Rastegarpanah M ; Kafi ZZ ; Negahdari B
Source: Molecular Imaging and Biology Published:2026

Abstract

Objectives: Oncolytic reovirus, particularly Pelareorep, is a promising cancer therapeutic due to selective replication in Ras-activated tumor cells and immunomodulatory effects. This review aims to critically evaluate current and emerging in vivo tracking strategies, emphasizing translational relevance and clinical implementation. Evidence Acquisition: We systematically analyzed preclinical and clinical studies employing optical imaging, nuclear imaging, magnetic resonance imaging, ultrasound/photoacoustic techniques, molecular reporters, and nanoparticle-based platforms. Special focus was placed on integrating functional imaging and molecular assays in Pelareorep trials to monitor viral distribution and therapeutic response. Results: Optical imaging offers high sensitivity for preclinical investigations; however, it is limited by shallow tissue penetration. Nuclear imaging provides quantitative, whole-body monitoring that is suitable for clinical translation, whereas MRI and ultrasound/photoacoustic modalities enable real-time visualization of both structural and functional aspects. Nanotechnology-based platforms facilitate multimodal imaging and targeted delivery, while molecular tools such as reporter genes, CRISPR-driven circuits, and viral barcoding further enhance spatiotemporal resolution.
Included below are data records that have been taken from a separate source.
use std::{
    collections::HashMap,
    fs,
    path::{Path, PathBuf},
    sync::Arc,
};

use anyhow::{Context, Result, bail};
use clap::{Args, Parser, Subcommand};
use resume_forge::{
    config,
    context::{ServiceContext, ServiceParts, ServiceSettings},
    logging,
    processing::{RetrievalQuery, RetrievalRequest},
    profile::{InMemoryProfileSource, Profile},
    refinement::RefinementRequest,
    store::Namespace,
};
use serde::Serialize;

#[derive(Parser)]
#[command(
    name = "forge-cli",
    about = "Operate the resume pipeline without the HTTP server"
)]
struct Cli {
    /// JSON file mapping user ids to profile documents; replaces the profile service.
    #[arg(long, global = true)]
    profile_file: Option<PathBuf>,
    #[command(subcommand)]
    command: Command,
}

#[derive(Subcommand)]
enum Command {
    /// Rebuild a namespace, or one section when --section is given.
    Index(IndexArgs),
    /// Search a user's live chunks.
    Retrieve(RetrieveArgs),
    /// Generate and refine a resume for a job description.
    Refine(RefineArgs),
}

#[derive(Args)]
struct IndexArgs {
    user_id: String,
    #[arg(long, default_value = "profile")]
    namespace: Namespace,
    /// Section to re-index from --text instead of the profile.
    #[arg(long, requires = "text")]
    section: Option<String>,
    #[arg(long)]
    text: Option<String>,
}

#[derive(Args)]
struct RetrieveArgs {
    user_id: String,
    query: String,
    #[arg(long, default_value = "profile")]
    namespace: Namespace,
    #[arg(long)]
    top_k: Option<usize>,
    /// Restrict to a section; repeatable.
    #[arg(long = "section")]
    sections: Vec<String>,
}

#[derive(Args)]
struct RefineArgs {
    user_id: String,
    /// Job description text.
    #[arg(long, conflicts_with = "job_file")]
    job: Option<String>,
    /// File holding the job description.
    #[arg(long)]
    job_file: Option<PathBuf>,
    #[arg(long)]
    target_score: Option<f64>,
    #[arg(long)]
    max_refinements: Option<u32>,
}

#[tokio::main]
async fn main() {
    if let Err(err) = run().await {
        eprintln!("error: {err:#}");
        std::process::exit(1);
    }
}

async fn run() -> Result<()> {
    let cli = Cli::parse();
    logging::init_tracing();
    let config = config::init_config().context("Failed to load configuration")?;

    let mut parts = ServiceParts::from_config(config)
        .await
        .context("Failed to initialize services")?;
    if let Some(path) = &cli.profile_file {
        parts.profiles = Arc::new(load_profiles(path)?);
    }
    let context = ServiceContext::from_parts(parts, ServiceSettings::from_config(config));

    match cli.command {
        Command::Index(args) => match (args.section, args.text) {
            (Some(section), Some(text)) => print_json(
                &context
                    .indexing
                    .reindex_section(&args.user_id, &section, &text)
                    .await?,
            ),
            (None, _) => print_json(
                &context
                    .indexing
                    .reindex_namespace(&args.user_id, args.namespace)
                    .await?,
            ),
            (Some(_), None) => bail!("--section requires --text"),
        },
        Command::Retrieve(args) => {
            let outcome = context
                .retriever
                .retrieve(RetrievalRequest {
                    user_id: args.user_id,
                    namespace: args.namespace,
                    query: RetrievalQuery::Text(args.query),
                    top_k: args.top_k,
                    section_ids: args.sections,
                })
                .await?;
            print_json(&outcome)
        }
        Command::Refine(args) => {
            let job_description = match (args.job, args.job_file) {
                (Some(text), _) => text,
                (None, Some(path)) => fs::read_to_string(&path)
                    .with_context(|| format!("Failed to read {}", path.display()))?,
                (None, None) => bail!("one of --job or --job-file is required"),
            };
            let outcome = context
                .refinement
                .run(RefinementRequest {
                    user_id: args.user_id,
                    job_description,
                    target_score: args.target_score,
                    max_refinements: args.max_refinements,
                    keep_partial_on_failure: true,
                })
                .await?;
            eprintln!("{} after {} attempt(s)", outcome.status, outcome.history.len());
            print_json(&outcome)
        }
    }
}

fn load_profiles(path: &Path) -> Result<InMemoryProfileSource> {
    let raw = fs::read_to_string(path)
        .with_context(|| format!("Failed to read profile file {}", path.display()))?;
    let documents: HashMap<String, Profile> = serde_json::from_str(&raw)
        .with_context(|| format!("Invalid profile file {}", path.display()))?;
    let source = InMemoryProfileSource::new();
    for (user_id, profile) in documents {
        source.insert(user_id, profile);
    }
    Ok(source)
}

fn print_json<T: Serialize>(value: &T) -> Result<()> {
    println!("{}", serde_json::to_string_pretty(value)?);
    Ok(())
}
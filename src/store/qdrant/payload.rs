//! Helpers for constructing, hashing, and decoding chunk payloads.

use crate::store::{ChunkRecord, Namespace, StoreError};
use serde_json::{Map, Value, json};
use sha2::{Digest, Sha256};
use time::OffsetDateTime;
use time::format_description::well_known::Rfc3339;

/// Build the payload object stored alongside each chunk vector.
pub(crate) fn build_payload(record: &ChunkRecord) -> Value {
    json!({
        "chunk_id": record.chunk_id,
        "user_id": record.user_id,
        "index_namespace": record.namespace.as_str(),
        "section_id": record.section_id,
        "source_type": record.source_type,
        "source_id": record.source_id,
        "text": record.text,
        "created_at": format_timestamp(record.created_at),
        "generation": record.generation,
        "chunk_hash": record.chunk_hash,
    })
}

/// Decode a stored payload back into a [`ChunkRecord`].
pub(crate) fn parse_payload(
    point_id: &str,
    payload: Option<Map<String, Value>>,
) -> Result<ChunkRecord, StoreError> {
    let malformed = |reason: String| StoreError::MalformedPoint {
        id: point_id.to_string(),
        reason,
    };
    let payload = payload.ok_or_else(|| malformed("payload missing".into()))?;
    let field = |key: &str| -> Result<String, StoreError> {
        match payload.get(key) {
            Some(Value::String(value)) => Ok(value.clone()),
            Some(other) => Err(malformed(format!("field '{key}' is not a string: {other}"))),
            None => Err(malformed(format!("field '{key}' missing"))),
        }
    };

    let namespace = field("index_namespace")?
        .parse::<Namespace>()
        .map_err(|reason| malformed(reason))?;
    let created_at_raw = field("created_at")?;
    let created_at = OffsetDateTime::parse(&created_at_raw, &Rfc3339)
        .map_err(|err| malformed(format!("created_at '{created_at_raw}': {err}")))?;
    let chunk_id = match payload.get("chunk_id") {
        Some(Value::String(value)) => value.clone(),
        _ => point_id.to_string(),
    };

    Ok(ChunkRecord {
        chunk_id,
        user_id: field("user_id")?,
        namespace,
        section_id: field("section_id")?,
        source_type: field("source_type")?,
        source_id: field("source_id")?,
        text: field("text")?,
        created_at,
        generation: field("generation")?,
        chunk_hash: field("chunk_hash").unwrap_or_default(),
    })
}

/// Compute a deterministic SHA-256 hash for the chunk text.
pub fn compute_chunk_hash(text: &str) -> String {
    let mut hasher = Sha256::new();
    hasher.update(text.as_bytes());
    hex::encode(hasher.finalize())
}

/// Timestamp formatted for payload storage.
pub(crate) fn format_timestamp(at: OffsetDateTime) -> String {
    at.format(&Rfc3339)
        .unwrap_or_else(|_| "1970-01-01T00:00:00Z".to_string())
}

#[cfg(test)]
mod tests {
    use super::*;
    use crate::store::tests::record;

    fn as_map(value: Value) -> Map<String, Value> {
        match value {
            Value::Object(map) => map,
            other => panic!("expected object, got {other}"),
        }
    }

    #[test]
    fn chunk_hash_is_stable() {
        let h1 = compute_chunk_hash("Built scalable systems.");
        let h2 = compute_chunk_hash("Built scalable systems.");
        assert_eq!(h1, h2);
        assert_eq!(h1.len(), 64);
    }

    #[test]
    fn payload_carries_every_metadata_field() {
        let original = record("u1", Namespace::ResumeSections, "summary", "g7");
        let payload = build_payload(&original);
        assert_eq!(payload["index_namespace"], "resume_sections");
        assert_eq!(payload["created_at"], "2025-01-01T00:00:00Z");

        let decoded = parse_payload("point-1", Some(as_map(payload))).expect("decode");
        assert_eq!(decoded, original);
    }

    #[test]
    fn missing_fields_are_malformed() {
        let mut payload = as_map(build_payload(&record("u1", Namespace::Profile, "skills", "g1")));
        payload.remove("text");
        let error = parse_payload("point-1", Some(payload)).expect_err("missing text");
        assert!(matches!(error, StoreError::MalformedPoint { ref reason, .. } if reason.contains("text")));

        assert!(parse_payload("point-2", None).is_err());
    }

    #[test]
    fn unknown_namespace_is_malformed() {
        let mut payload = as_map(build_payload(&record("u1", Namespace::Profile, "skills", "g1")));
        payload.insert("index_namespace".into(), Value::String("drafts".into()));
        assert!(parse_payload("point-1", Some(payload)).is_err());
    }
}
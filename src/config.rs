use crate::error::ErrorKind;
use crate::transport::RetryPolicy;
use std::env;
use std::str::FromStr;
use std::sync::OnceLock;
use std::time::Duration;
use thiserror::Error;

/// Errors encountered while loading configuration from environment variables.
#[derive(Debug, Error)]
pub enum ConfigError {
    /// Required environment variable was not provided.
    #[error("Missing environment variable: {0}")]
    MissingVariable(String),
    /// Environment variable contained a value that could not be parsed or is out of range.
    #[error("Invalid value for environment variable {key}: {reason}")]
    InvalidValue {
        /// Variable name.
        key: String,
        /// Why the value was rejected.
        reason: String,
    },
}

impl ConfigError {
    /// Configuration problems always fail fast before any I/O.
    pub const fn kind(&self) -> ErrorKind {
        ErrorKind::InvalidConfiguration
    }
}

/// Runtime configuration for the resume pipeline.
#[derive(Debug, Clone)]
pub struct Config {
    /// Base URL of the Qdrant instance that stores chunk vectors.
    pub qdrant_url: String,
    /// Name of the Qdrant collection holding every user's chunks.
    pub qdrant_collection_name: String,
    /// Optional API key required to access Qdrant.
    pub qdrant_api_key: Option<String>,
    /// Embedding provider used to generate vector representations.
    pub embedding_provider: EmbeddingProvider,
    /// Embedding model identifier passed to the provider.
    pub embedding_model: String,
    /// Dimensionality shared by every chunk and query vector.
    pub embedding_dimension: usize,
    /// Optional override for the embedding endpoint base URL.
    pub embedding_url: Option<String>,
    /// API key for OpenAI-compatible embedding endpoints.
    pub openai_api_key: Option<String>,
    /// Word budget per chunk.
    pub chunk_max_words: usize,
    /// Base URL of the profile service.
    pub profile_service_url: String,
    /// Base URL of the resume generator service.
    pub generator_service_url: String,
    /// Base URL of the scoring and suggestion service.
    pub scoring_service_url: String,
    /// Redis connection string; in-memory stores are used when absent.
    pub redis_url: Option<String>,
    /// Score at which the refinement loop stops early.
    pub agent_target_score: f64,
    /// Number of refinement attempts allowed after the initial generation.
    pub agent_max_refinements: u32,
    /// `top_k` applied when a retrieval request omits one.
    pub retrieval_default_top_k: usize,
    /// What retrieval does for users that were never indexed.
    pub missing_index_policy: MissingIndexPolicy,
    /// Bounded wait applied to every outbound HTTP call.
    pub http_timeout: Duration,
    /// Retries applied to transient transport failures.
    pub http_max_retries: u32,
    /// Base delay of the linear retry backoff.
    pub http_retry_delay: Duration,
    /// Where stale chunk generations are collected.
    pub index_gc_mode: GcMode,
    /// Optional override for the HTTP server port.
    pub server_port: Option<u16>,
}

/// Supported embedding backends.
#[derive(Clone, Copy, Debug, PartialEq, Eq)]
pub enum EmbeddingProvider {
    /// Local Ollama runtime.
    Ollama,
    /// Hosted OpenAI-compatible embeddings API.
    OpenAI,
    /// Deterministic feature-hashing embedder that needs no network.
    Hashing,
}

/// Behavior of retrieval when a user has never been indexed.
#[derive(Clone, Copy, Debug, PartialEq, Eq)]
pub enum MissingIndexPolicy {
    /// Reject with a not-found error and require an explicit index call.
    FailFast,
    /// Index the profile namespace first, then search.
    AutoIndex,
}

/// Scheduling of stale-generation garbage collection.
#[derive(Clone, Copy, Debug, PartialEq, Eq)]
pub enum GcMode {
    /// Collect in a detached task after the pointer flip.
    Background,
    /// Collect before the indexing call returns.
    Inline,
}

/// Valid range for `AGENT_TARGET_SCORE`.
pub const TARGET_SCORE_RANGE: std::ops::RangeInclusive<f64> = 0.5..=1.0;
/// Valid range for `AGENT_MAX_REFINEMENTS`.
pub const MAX_REFINEMENTS_RANGE: std::ops::RangeInclusive<u32> = 0..=5;

impl Config {
    /// Load configuration from environment variables, performing validation along the way.
    pub fn from_env() -> Result<Self, ConfigError> {
        Self::from_lookup(|key| env::var(key).ok())
    }

    /// Build configuration from an arbitrary key lookup.
    pub fn from_lookup<F>(lookup: F) -> Result<Self, ConfigError>
    where
        F: Fn(&str) -> Option<String>,
    {
        let load = |key: &str| load_required(&lookup, key);
        let optional = |key: &str| load_optional(&lookup, key);

        let embedding_provider: EmbeddingProvider = parse_required(&lookup, "EMBEDDING_PROVIDER")?;
        let openai_api_key = optional("OPENAI_API_KEY");
        if embedding_provider == EmbeddingProvider::OpenAI && openai_api_key.is_none() {
            return Err(ConfigError::MissingVariable("OPENAI_API_KEY".into()));
        }

        let embedding_dimension: usize = parse_or(&lookup, "EMBEDDING_DIMENSION", 384)?;
        if embedding_dimension == 0 {
            return Err(invalid("EMBEDDING_DIMENSION", "must be greater than zero"));
        }

        let chunk_max_words: usize = parse_or(&lookup, "CHUNK_MAX_WORDS", 150)?;
        if chunk_max_words == 0 {
            return Err(invalid("CHUNK_MAX_WORDS", "must be greater than zero"));
        }

        let agent_target_score: f64 = parse_or(&lookup, "AGENT_TARGET_SCORE", 0.88)?;
        if !TARGET_SCORE_RANGE.contains(&agent_target_score) {
            return Err(invalid("AGENT_TARGET_SCORE", "must lie between 0.5 and 1.0"));
        }

        let agent_max_refinements: u32 = parse_or(&lookup, "AGENT_MAX_REFINEMENTS", 2)?;
        if !MAX_REFINEMENTS_RANGE.contains(&agent_max_refinements) {
            return Err(invalid("AGENT_MAX_REFINEMENTS", "must lie between 0 and 5"));
        }

        let retrieval_default_top_k: usize = parse_or(&lookup, "RETRIEVAL_DEFAULT_TOP_K", 5)?;
        if !(1..=100).contains(&retrieval_default_top_k) {
            return Err(invalid("RETRIEVAL_DEFAULT_TOP_K", "must lie between 1 and 100"));
        }

        let http_timeout_secs: u64 = parse_or(&lookup, "HTTP_TIMEOUT_SECS", 30)?;
        if http_timeout_secs == 0 {
            return Err(invalid("HTTP_TIMEOUT_SECS", "must be greater than zero"));
        }

        Ok(Self {
            qdrant_url: load("QDRANT_URL")?,
            qdrant_collection_name: load("QDRANT_COLLECTION_NAME")?,
            qdrant_api_key: optional("QDRANT_API_KEY"),
            embedding_provider,
            embedding_model: load("EMBEDDING_MODEL")?,
            embedding_dimension,
            embedding_url: optional("EMBEDDING_URL"),
            openai_api_key,
            chunk_max_words,
            profile_service_url: load("PROFILE_SERVICE_URL")?,
            generator_service_url: load("GENERATOR_SERVICE_URL")?,
            scoring_service_url: load("SCORING_SERVICE_URL")?,
            redis_url: optional("REDIS_URL"),
            agent_target_score,
            agent_max_refinements,
            retrieval_default_top_k,
            missing_index_policy: parse_or(
                &lookup,
                "RETRIEVAL_MISSING_INDEX_POLICY",
                MissingIndexPolicy::FailFast,
            )?,
            http_timeout: Duration::from_secs(http_timeout_secs),
            http_max_retries: parse_or(&lookup, "HTTP_MAX_RETRIES", 2)?,
            http_retry_delay: Duration::from_millis(parse_or(
                &lookup,
                "HTTP_RETRY_DELAY_MS",
                1000,
            )?),
            index_gc_mode: parse_or(&lookup, "INDEX_GC_MODE", GcMode::Background)?,
            server_port: load_optional(&lookup, "SERVER_PORT")
                .map(|value| {
                    value
                        .parse()
                        .map_err(|_| invalid("SERVER_PORT", "expected a port number"))
                })
                .transpose()?,
        })
    }

    /// Retry policy applied by every outbound HTTP client.
    pub fn retry_policy(&self) -> RetryPolicy {
        RetryPolicy {
            max_retries: self.http_max_retries,
            base_delay: self.http_retry_delay,
        }
    }
}

fn load_required<F>(lookup: &F, key: &str) -> Result<String, ConfigError>
where
    F: Fn(&str) -> Option<String>,
{
    load_optional(lookup, key).ok_or_else(|| ConfigError::MissingVariable(key.to_string()))
}

fn load_optional<F>(lookup: &F, key: &str) -> Option<String>
where
    F: Fn(&str) -> Option<String>,
{
    lookup(key)
        .map(|value| value.trim().to_string())
        .filter(|value| !value.is_empty())
}

fn parse_required<F, T>(lookup: &F, key: &str) -> Result<T, ConfigError>
where
    F: Fn(&str) -> Option<String>,
    T: FromStr,
    T::Err: std::fmt::Display,
{
    load_required(lookup, key)?
        .parse()
        .map_err(|err: T::Err| invalid(key, &err.to_string()))
}

fn parse_or<F, T>(lookup: &F, key: &str, default: T) -> Result<T, ConfigError>
where
    F: Fn(&str) -> Option<String>,
    T: FromStr,
    T::Err: std::fmt::Display,
{
    match load_optional(lookup, key) {
        Some(value) => value
            .parse()
            .map_err(|err: T::Err| invalid(key, &err.to_string())),
        None => Ok(default),
    }
}

fn invalid(key: &str, reason: &str) -> ConfigError {
    ConfigError::InvalidValue {
        key: key.to_string(),
        reason: reason.to_string(),
    }
}

impl FromStr for EmbeddingProvider {
    type Err = String;

    fn from_str(s: &str) -> Result<Self, Self::Err> {
        match s.to_lowercase().as_str() {
            "ollama" => Ok(Self::Ollama),
            "openai" => Ok(Self::OpenAI),
            "hashing" => Ok(Self::Hashing),
            other => Err(format!("unknown embedding provider '{other}'")),
        }
    }
}

impl FromStr for MissingIndexPolicy {
    type Err = String;

    fn from_str(s: &str) -> Result<Self, Self::Err> {
        match s.to_lowercase().as_str() {
            "fail_fast" => Ok(Self::FailFast),
            "auto_index" => Ok(Self::AutoIndex),
            other => Err(format!("expected fail_fast or auto_index, got '{other}'")),
        }
    }
}

impl FromStr for GcMode {
    type Err = String;

    fn from_str(s: &str) -> Result<Self, Self::Err> {
        match s.to_lowercase().as_str() {
            "background" => Ok(Self::Background),
            "inline" => Ok(Self::Inline),
            other => Err(format!("expected background or inline, got '{other}'")),
        }
    }
}

/// Global configuration cache populated during process start.
pub static CONFIG: OnceLock<Config> = OnceLock::new();

/// Load configuration from the environment (and `.env`) and install it in the global cache.
///
/// Only process entry points call this; library components receive configuration explicitly.
pub fn init_config() -> Result<&'static Config, ConfigError> {
    if let Some(config) = CONFIG.get() {
        return Ok(config);
    }
    dotenvy::dotenv().ok();
    let config = Config::from_env()?;
    tracing::debug!(
        qdrant_url = %config.qdrant_url,
        collection = %config.qdrant_collection_name,
        server_port = ?config.server_port,
        embedding_provider = ?config.embedding_provider,
        missing_index_policy = ?config.missing_index_policy,
        redis = config.redis_url.is_some(),
        "Loaded configuration"
    );
    Ok(CONFIG.get_or_init(|| config))
}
Clinical trials with Pelareorep demonstrate the feasibility of integrating imaging with molecular assays to evaluate safety, delivery efficiency, and antitumor activity. Persisting challenges include limited genome capacity, immune-mediated clearance, and suboptimal signal penetration. Conclusion: Emerging strategies, including synthetic biology reporters, AI-driven image analysis, biosensors, and liquid biopsies, provide scalable, patient-specific tracking solutions. This integrative framework bridges preclinical insights with clinical translation, supporting optimized design, monitoring, and personalization of oncolytic reovirus therapy. © The Author(s), under exclusive licence to World Molecular Imaging Society 2026.